Personal information
- Born: Maya Bieri 27 November 1972 (age 53) Spiez, Switzerland
- Height: 162 cm (5 ft 4 in)
- Weight: 58 kg (128 lb)
- Website: www.maya-pedersen.ch

Medal record
Skeleton
Representing Switzerland
Olympic Games
| Gold medal – first place | 2006 Turin | Women |
World Championships
| Gold medal – first place | 2001 Calgary | Women |
| Gold medal – first place | 2005 Calgary | Women |
| Silver medal – second place | 2007 St. Moritz | Women |
| Silver medal – second place | 2009 Lake Placid | Mixed team |
| Bronze medal – third place | 2007 St. Moritz | Mixed team |

= Maya Pedersen-Bieri =

Swiss-Norwegian skeleton racer

Maya Pedersen-Bieri (born 27 November 1972 in Spiez) is a Swiss-Norwegian skeleton racer who has competed since 1995. She won the gold medal in the women's skeleton event at the 2006 Winter Olympics in Turin. She retired from the sport in 2010 before returning to compete for Norway (the country of her husband and coach, Snorre Pedersen) in 2016, becoming at the oldest woman to start a World Cup race when she returned to the top level of skeleton in 2017. She is listed in the International Bobsleigh and Skeleton Federation athlete registration system as Maya Pedersen.

Born in Spiez, Switzerland, Pedersen-Bieri is married to Snorre Pedersen (who is her trainer), has two children, both of her children are females and lives in Øyer Municipality near Lillehammer, Norway.

== Notable results ==
Before retiring in 2010, Pederen-Bieri was one of the most successful skeleton athletes in the world. Pedersen-Bieri won the FIBT World Championships in the women's skeleton event in 2001 and 2005, and earned two medals at the 2007 FIBT World Championships in St. Moritz with a silver in the women's skeleton and a bronze in the mixed bobsleigh-skeleton team event. Pedersen-Bieri also won a silver in the mixed team event at the 2009 championships.

Pedersen-Bieri was European champion in 2006 (in St.
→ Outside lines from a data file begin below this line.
//! Query/source pairing inside a leaf test directory.
//!
//! A test directory holds one or more program sources plus query files.
//! When the directory has a single source, every query runs against it;
//! otherwise each query is matched to the source whose name is derived
//! from its own by suffix substitution.

use serde::{Deserialize, Serialize};
use std::fs;
use std::io;
use std::path::{Path, PathBuf};
use tracing::{debug, info, warn};

/// Maps a query file suffix to the suffix of its source file.
#[derive(Debug, Clone, PartialEq, Eq, Serialize, Deserialize)]
pub struct SuffixSubstitution {
    pub query: String,
    pub source: String,
}

impl SuffixSubstitution {
    fn new(query: &str, source: &str) -> Self {
        Self {
            query: query.to_string(),
            source: source.to_string(),
        }
    }
}

/// File naming conventions of a fixture tree.
#[derive(Debug, Clone, PartialEq, Eq, Serialize, Deserialize)]
#[serde(default)]
pub struct PairingRules {
    /// A file ending in one of these is a source candidate.
    pub source_suffixes: Vec<String>,

    /// A file ending in one of these is a query candidate.
    pub query_suffixes: Vec<String>,

    /// Generic text files are query candidates unless they carry a source suffix.
    pub text_suffix: String,

    /// Sources whose file name contains this marker are auxiliary and excluded.
    /// Empty disables the exclusion.
    pub excluded_marker: String,

    /// Tried in order when a directory holds more than one source.
    pub substitutions: Vec<SuffixSubstitution>,
}

impl Default for PairingRules {
    fn default() -> Self {
        Self {
            source_suffixes: vec![".simple".to_string(), "_source.txt".to_string()],
            query_suffixes: vec!["_queries.txt".to_string(), ".query".to_string()],
            text_suffix: ".txt".to_string(),
            excluded_marker: "numbered".to_string(),
            substitutions: vec![
                SuffixSubstitution::new("_queries.txt", "_source.txt"),
                SuffixSubstitution::new(".query", ".simple"),
            ],
        }
    }
}

impl PairingRules {
    fn has_source_suffix(&self, name: &str) -> bool {
        self.source_suffixes
            .iter()
            .any(|s| !s.is_empty() && name.ends_with(s.as_str()))
    }

    /// Whether `name` is a source candidate.
    pub fn is_source(&self, name: &str) -> bool {
        let excluded =
            !self.excluded_marker.is_empty() && name.contains(self.excluded_marker.as_str());
        self.has_source_suffix(name) && !excluded
    }

    /// Whether `name` is a query candidate.
    pub fn is_query(&self, name: &str) -> bool {
        let by_suffix = self
            .query_suffixes
            .iter()
            .any(|s| !s.is_empty() && name.ends_with(s.as_str()));
        let by_text = !self.text_suffix.is_empty()
            && name.ends_with(self.text_suffix.as_str())
            && !self.has_source_suffix(name);
        by_suffix || by_text
    }

    /// Source file name expected for a query file, by the first matching substitution.
    pub fn derived_source(&self, query: &str) -> Option<String> {
        self.substitutions.iter().find_map(|sub| {
            query
                .strip_suffix(sub.query.as_str())
                .map(|stem| format!("{}{}", stem, sub.source))
        })
    }
}

/// One (source, query) combination submitted to the autotester.
#[derive(Debug, Clone, PartialEq, Eq)]
pub struct TestPair {
    pub source: PathBuf,
    pub query: PathBuf,
}

/// Outcome of pairing one directory.
#[derive(Debug, Clone, Default, PartialEq, Eq)]
pub struct Resolution {
    /// Source candidates, sorted by name.
    pub sources: Vec<PathBuf>,
    /// Resolved pairs, in query name order.
    pub pairs: Vec<TestPair>,
    /// Query candidates no source could be found for.
    pub unpaired: Vec<PathBuf>,
}

impl Resolution {
    /// A directory without sources is not a test directory.
    pub fn is_test_directory(&self) -> bool {
        !self.sources.is_empty()
    }

    /// One message per query that will not be run.
    pub fn diagnostics(&self) -> Vec<String> {
        self.unpaired
            .iter()
            .map(|query| {
                format!(
                    "could not find source for '{}', skipping",
                    query.file_name().map(|n| n.to_string_lossy()).unwrap_or_default()
                )
            })
            .collect()
    }
}

/// Pair the files named `names` that live in `dir`.
///
/// Pure: nothing is read from disk. `names` is processed in the given order.
pub fn resolve_names(dir: &Path, names: &[String], rules: &PairingRules) -> Resolution {
    let sources: Vec<&str> = names
        .iter()
        .map(String::as_str)
        .filter(|n| rules.is_source(n))
        .collect();

    let mut resolution = Resolution {
        sources: sources.iter().map(|n| dir.join(n)).collect(),
        ..Resolution::default()
    };
    if sources.is_empty() {
        return resolution;
    }

    for query in names.iter().filter(|n| rules.is_query(n)) {
        let source = match sources.as_slice() {
            [only] => Some(*only),
            _ => rules
                .derived_source(query)
                .and_then(|wanted| sources.iter().copied().find(|s| *s == wanted)),
        };

        match source {
            Some(source) => resolution.pairs.push(TestPair {
                source: dir.join(source),
                query: dir.join(query),
            }),
            None => resolution.unpaired.push(dir.join(query)),
        }
    }

    resolution
}

/// Regular files directly inside `dir`, sorted by name.
fn file_names(dir: &Path) -> io::Result<Vec<String>> {
    let mut names = Vec::new();
    for entry in fs::read_dir(dir)? {
        let entry = entry?;
        if !entry.path().is_file() {
            continue;
        }
        match entry.file_name().into_string() {
            Ok(name) => names.push(name),
            Err(name) => debug!(?name, "ignoring file with non-UTF-8 name"),
        }
    }
    names.sort();
    Ok(names)
}

/// Pair every query file in `dir` with its source.
pub fn resolve(dir: &Path, rules: &PairingRules) -> io::Result<Resolution> {
    let names = file_names(dir)?;
    let resolution = resolve_names(dir, &names, rules);

    if !resolution.is_test_directory() {
        info!("no sources in '{}', skipping", dir.display());
        return Ok(resolution);
    }

    for message in resolution.diagnostics() {
        warn!(dir = %dir.display(), "{}", message);
    }

    Ok(resolution)
}

#[cfg(test)]
mod tests {
    use super::*;

    fn names(list: &[&str]) -> Vec<String> {
        list.iter().map(|s| s.to_string()).collect()
    }

    fn resolve_in_t(list: &[&str]) -> Resolution {
        resolve_names(Path::new("t"), &names(list), &PairingRules::default())
    }

    #[test]
    fn test_source_candidates() {
        let rules = PairingRules::default();
        assert!(rules.is_source("prog.simple"));
        assert!(rules.is_source("calls_source.txt"));
        assert!(!rules.is_source("prog_numbered.simple"));
        assert!(!rules.is_source("calls_numbered_source.txt"));
        assert!(!rules.is_source("calls_queries.txt"));
    }

    #[test]
    fn test_query_candidates() {
        let rules = PairingRules::default();
        assert!(rules.is_query("calls_queries.txt"));
        assert!(rules.is_query("next.query"));
        assert!(rules.is_query("notes.txt"));
        assert!(!rules.is_query("calls_source.txt"));
        assert!(!rules.is_query("calls_numbered_source.txt"));
        assert!(!rules.is_query("prog.simple"));
        assert!(!rules.is_query("output-calls_queries.xml"));
    }

    #[test]
    fn test_derived_source() {
        let rules = PairingRules::default();
        assert_eq!(
            rules.derived_source("calls_queries.txt").as_deref(),
            Some("calls_source.txt")
        );
        assert_eq!(rules.derived_source("next.query").as_deref(), Some("next.simple"));
        assert_eq!(rules.derived_source("misc.txt"), None);
    }

    #[test]
    fn test_single_source_pairs_every_query() {
        let resolution = resolve_in_t(&[
            "a_queries.txt",
            "b.query",
            "c.txt",
            "prog.simple",
            "prog_numbered.simple",
        ]);
        assert_eq!(resolution.pairs.len(), 3);
        assert!(resolution
            .pairs
            .iter()
            .all(|p| p.source == Path::new("t/prog.simple")));
        assert_eq!(resolution.pairs[0].query, Path::new("t/a_queries.txt"));
        assert!(resolution.unpaired.is_empty());
    }

    #[test]
    fn test_multiple_sources_use_substitution() {
        let resolution = resolve_in_t(&[
            "calls_queries.txt",
            "calls_source.txt",
            "follows_queries.txt",
            "follows_source.txt",
            "next.query",
        ]);
        assert_eq!(
            resolution.pairs,
            vec![
                TestPair {
                    source: PathBuf::from("t/calls_source.txt"),
                    query: PathBuf::from("t/calls_queries.txt"),
                },
                TestPair {
                    source: PathBuf::from("t/follows_source.txt"),
                    query: PathBuf::from("t/follows_queries.txt"),
                },
            ]
        );
        // next.simple does not exist among the candidates.
        assert_eq!(resolution.unpaired, vec![PathBuf::from("t/next.query")]);
    }

    #[test]
    fn test_unmatched_query_is_left_unpaired() {
        let resolution = resolve_in_t(&["a.simple", "b.simple", "c_queries.txt", "notes.txt"]);
        assert!(resolution.pairs.is_empty());
        assert_eq!(
            resolution.unpaired,
            vec![PathBuf::from("t/c_queries.txt"), PathBuf::from("t/notes.txt")]
        );
    }

    #[test]
    fn test_unpaired_queries_are_reported() {
        let resolution = resolve_in_t(&["a.simple", "b.simple", "c_queries.txt", "notes.txt"]);
        assert_eq!(
            resolution.diagnostics(),
            vec![
                "could not find source for 'c_queries.txt', skipping".to_string(),
                "could not find source for 'notes.txt', skipping".to_string(),
            ]
        );

        let paired = resolve_in_t(&["prog.simple", "a.query"]);
        assert!(paired.diagnostics().is_empty());
    }

    #[test]
    fn test_derived_source_must_not_be_numbered() {
        let resolution = resolve_in_t(&["a.simple", "b_numbered.simple", "b.simple", "b_numbered.query"]);
        // b_numbered.query derives b_numbered.simple, which is excluded.
        assert!(resolution.pairs.is_empty());
        assert_eq!(resolution.unpaired.len(), 1);
    }

    #[test]
    fn test_no_sources_is_not_a_test_directory() {
        let resolution = resolve_in_t(&["README.txt", "x_queries.txt"]);
        assert!(!resolution.is_test_directory());
        assert!(resolution.pairs.is_empty());
        assert!(resolution.unpaired.is_empty());
    }

    #[test]
    fn test_resolve_reads_directory_sorted() {
        let dir = tempfile::tempdir().unwrap();
        for name in ["z.query", "a.query", "prog.simple"] {
            fs::write(dir.path().join(name), "").unwrap();
        }
        fs::create_dir(dir.path().join("sub.txt")).unwrap();

        let resolution = resolve(dir.path(), &PairingRules::default()).unwrap();
        let queries: Vec<_> = resolution
            .pairs
            .iter()
            .map(|p| p.query.file_name().unwrap().to_str().unwrap().to_string())
            .collect();
        assert_eq!(queries, vec!["a.query", "z.query"]);
    }
}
Moritz). She won the women's overall Skeleton World Cup in 1997-08. Pedersen-Bieri also finished fifth in the women's skeleton event at the 2002 Winter Olympics in Salt Lake City. She returned to competition for the 2008-09 Skeleton World Cup after sitting out the 2007-08 season to maternity leave. She finished third in her return at the 2008-09 event in Altenberg, Germany on December 5, 2008. Pedersen-Bieri qualified for the 2010 Winter Olympics, finishing ninth, after which she retired.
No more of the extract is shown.